Again, I wonder whether sex-separate swimming really “screams 
inconsistent with every case on the books.”  Consider, for instance, United 
States v. Virginia, where Justice Ginsburg’s majority opinion stated that 
“Admitting women to VMI would undoubtedly require alterations necessary to 
afford members of each sex privacy from the other sex in living arrangements,” 
n.19 – not just in bathrooms, I take it, but also in barracks / roommate 
arrangements and the like.  Indeed, the opinion left open the possibility that 
single-sex education may generally be constitutional (except when it denies 
women access to “unique” colleges such as VMI, so that the separateness is not 
equal), n.7.  Would we draw “an interesting parallel to racism” here, or would 
we conclude that sex is different enough from race, especially when it comes to 
“privacy”?  And, if so, why would accommodation of slightly different notions 
of sex-based privacy – such as those applicable to swimming rather than to 
“living arrangements” – necessarily be excluded?

               Eugene

From: religionlaw-boun...@lists.ucla.edu 
[mailto:religionlaw-boun...@lists.ucla.edu] On Behalf Of Michael Worley
Sent: Thursday, June 02, 2016 8:17 PM
To: Law & Religion issues for Law Academics <religionlaw@lists.ucla.edu>
Subject: Re: "Religious diversity" as a compelling interest for discrimination 
in universities?

More than fair;  I think I more meant the pool context than the university 
context.

Separately, this is an interesting parallel to racism.  The Court correctly 
determined with respect to race that separate but equal is awful.  In the 
religious context, for some faiths, can separation be what they prefer, even in 
places that are government-run?

A religious idea that women in certain faiths get "equal protection" when they 
swim separately screams inconsistent with every case on the books (except 
Korematsu, sadly), but in the area of religious diversity, isn't the state to 
be admired for encouraging the expression of beliefs different than the 
consensus?  The state couldn't impose that belief, to be sure, but isn't it to 
be admired for it?

On Thu, Jun 2, 2016 at 9:08 PM, Volokh, Eugene 
<vol...@law.ucla.edu<mailto:vol...@law.ucla.edu>> wrote:
               So that universities could give admission preferences to, say, 
evangelical Christians, if they conclude that they are underrepresented among 
students or on the faculty?  To the more devout of all faiths, if it thinks 
they are underrepresented?  I think race-based admissions preferences (the 
programs which are most often defended using “racial diversity” arguments) are 
troublesome enough; religion-based preferences strike me as even worse.

               Eugene

From: 
religionlaw-boun...@lists.ucla.edu<mailto:religionlaw-boun...@lists.ucla.edu> 
[mailto:religionlaw-boun...@lists.ucla.edu<mailto:religionlaw-boun...@lists.ucla.edu>]
 On Behalf Of Michael Worley
Sent: Thursday, June 02, 2016 6:01 PM
To: Law & Religion issues for Law Academics 
<religionlaw@lists.ucla.edu<mailto:religionlaw@lists.ucla.edu>>
Subject: Re: thoughts on constitutionality of single-sex hours for public pool?

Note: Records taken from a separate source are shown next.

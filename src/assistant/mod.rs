//! Voice assistant: first-run setup, the command loop and the listening
//! indicator it drives.

mod dispatcher;
mod intent;
mod session;
mod signal;
mod startup;

pub use dispatcher::{
    AppEvent, CommandDispatcher, DispatchSettings, EMPTY_LIBRARY, LIBRARY_FAILED,
    LISTENING_PROMPT, NO_FILE_SELECTED, READ_TRUNCATED, UPLOAD_FAILED, UPLOAD_PROMPT,
};
pub use intent::Intent;
pub use session::spawn_assistant;
pub use signal::ListeningSignal;
pub use startup::{
    SETUP_PROMPT, SETUP_RETRY, SETUP_RETRY_DELAY, greeting, resolve_wake_phrase,
};
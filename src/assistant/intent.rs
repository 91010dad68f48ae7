//! Keyword classification of a spoken command.

/// What the user asked for
#[derive(Debug, Clone, PartialEq, Eq)]
pub enum Intent {
    /// Pick a PDF and store it
    Upload,
    /// Read the newest stored document aloud
    ReadLatest,
    /// Anything else is repeated back
    Echo(String),
}

const UPLOAD_KEYWORDS: &[&str] = &["upload"];
const READ_KEYWORDS: &[&str] = &["read", "access", "open"];

impl Intent {
    /// Substring match with fixed priority: upload, then read/access/open,
    /// then echo. Matching is on substrings, so "already" counts as "read".
    pub fn classify(command: &str) -> Self {
        let lower = command.to_lowercase();
        let has_any = |keywords: &[&str]| keywords.iter().any(|k| lower.contains(k));

        if has_any(UPLOAD_KEYWORDS) {
            Intent::Upload
        } else if has_any(READ_KEYWORDS) {
            Intent::ReadLatest
        } else {
            Intent::Echo(command.to_string())
        }
    }
}
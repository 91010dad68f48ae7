//! Listening indicator shared between the dispatcher and the GUI
//!
//! `start` raises the flag and spawns a ticker thread that advances the
//! animation phase; `stop` lowers the flag and joins the ticker.

use std::sync::atomic::{AtomicBool, AtomicU64, Ordering};
use std::sync::{Arc, Mutex};
use std::thread::JoinHandle;
use std::time::Duration;

use tracing::{debug, warn};

type Waker = Arc<dyn Fn() + Send + Sync>;

struct Ticker {
    stop: Arc<AtomicBool>,
    handle: JoinHandle<()>,
}

#[derive(Default)]
struct Inner {
    active: AtomicBool,
    ticks: AtomicU64,
    ticker: Mutex<Option<Ticker>>,
    waker: Mutex<Option<Waker>>,
}

#[derive(Clone, Default)]
pub struct ListeningSignal {
    inner: Arc<Inner>,
}

impl ListeningSignal {
    pub fn new() -> Self {
        Self::default()
    }

    /// Called on every tick and on start/stop (the GUI installs a repaint request)
    pub fn set_waker(&self, waker: impl Fn() + Send + Sync + 'static) {
        *lock(&self.inner.waker) = Some(Arc::new(waker));
    }

    pub fn is_active(&self) -> bool {
        self.inner.active.load(Ordering::Acquire)
    }

    /// Animation phase; advances once per tick while active
    pub fn ticks(&self) -> u64 {
        self.inner.ticks.load(Ordering::Acquire)
    }

    pub fn start(&self, interval: Duration) {
        let mut slot = lock(&self.inner.ticker);
        if slot.is_some() {
            return;
        }
        self.inner.active.store(true, Ordering::Release);

        let stop = Arc::new(AtomicBool::new(false));
        let inner = Arc::clone(&self.inner);
        let thread_stop = Arc::clone(&stop);
        let spawned = std::thread::Builder::new()
            .name("listening-ticker".to_string())
            .spawn(move || {
                while !thread_stop.load(Ordering::Acquire) {
                    inner.ticks.fetch_add(1, Ordering::AcqRel);
                    wake(&inner);
                    std::thread::sleep(interval);
                }
            });

        match spawned {
            Ok(handle) => *slot = Some(Ticker { stop, handle }),
            Err(e) => warn!("Failed to start listening ticker: {}", e),
        }
        debug!("Listening signal on");
    }

    pub fn stop(&self) {
        let ticker = lock(&self.inner.ticker).take();
        self.inner.active.store(false, Ordering::Release);
        if let Some(ticker) = ticker {
            ticker.stop.store(true, Ordering::Release);
            if ticker.handle.join().is_err() {
                warn!("Listening ticker panicked");
            }
        }
        wake(&self.inner);
        debug!("Listening signal off");
    }
}

fn wake(inner: &Inner) {
    let waker = lock(&inner.waker).clone();
    if let Some(waker) = waker {
        waker();
    }
}

fn lock<T>(m: &Mutex<T>) -> std::sync::MutexGuard<'_, T> {
    m.lock().unwrap_or_else(|p| p.into_inner())
}
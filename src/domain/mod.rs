//! Core domain types for Mesmerizer

mod document;
mod log_event;
mod text;

pub use document::{DeleteOutcome, InsertOutcome, SearchOutcome, StoredDocument};
pub use log_event::{LogEvent, LogEventKind};
pub use text::truncate_chars;
//! PDF library: storage, text extraction and the upload flow
//!
//! Both the GUI and the voice assistant reach the persisted documents only
//! through [`DocumentStore`]. The upload flow is shared between the "Upload
//! PDF" button and the spoken "upload" command.

mod db;
mod extract;
pub mod picker;
mod upload;

pub use db::{DEFAULT_SEARCH_LIMIT, DocumentStore};
pub use extract::extract_pdf_text;
pub use picker::{FilePicker, NativePdfPicker};
pub use upload::{UploadOutcome, upload_pdf};

/// Errors from the document store
#[derive(Debug, thiserror::Error)]
pub enum StoreError {
    #[error("Database error: {0}")]
    Sqlite(#[from] rusqlite::Error),

    #[error("Failed to prepare database location: {0}")]
    Io(#[from] std::io::Error),
}

/// Errors from the upload flow (extraction or persistence)
#[derive(Debug, thiserror::Error)]
pub enum LibraryError {
    #[error("Only PDF files can be uploaded: {0}")]
    UnsupportedFile(String),

    #[error("Failed to read PDF '{name}': {reason}")]
    Extraction { name: String, reason: String },

    #[error(transparent)]
    Store(#[from] StoreError),
}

It is one thing to say religious minorities have no right to shape the law so 
public facilities match their religious sentiments.  It is another thing to 
suggest that our constitution requires public facilities to not serve religious 
minorities.

Is not encouraging religious diversity a compelling interest, under the equal 
protection clause, just like encouraging racial diversity is for law schools?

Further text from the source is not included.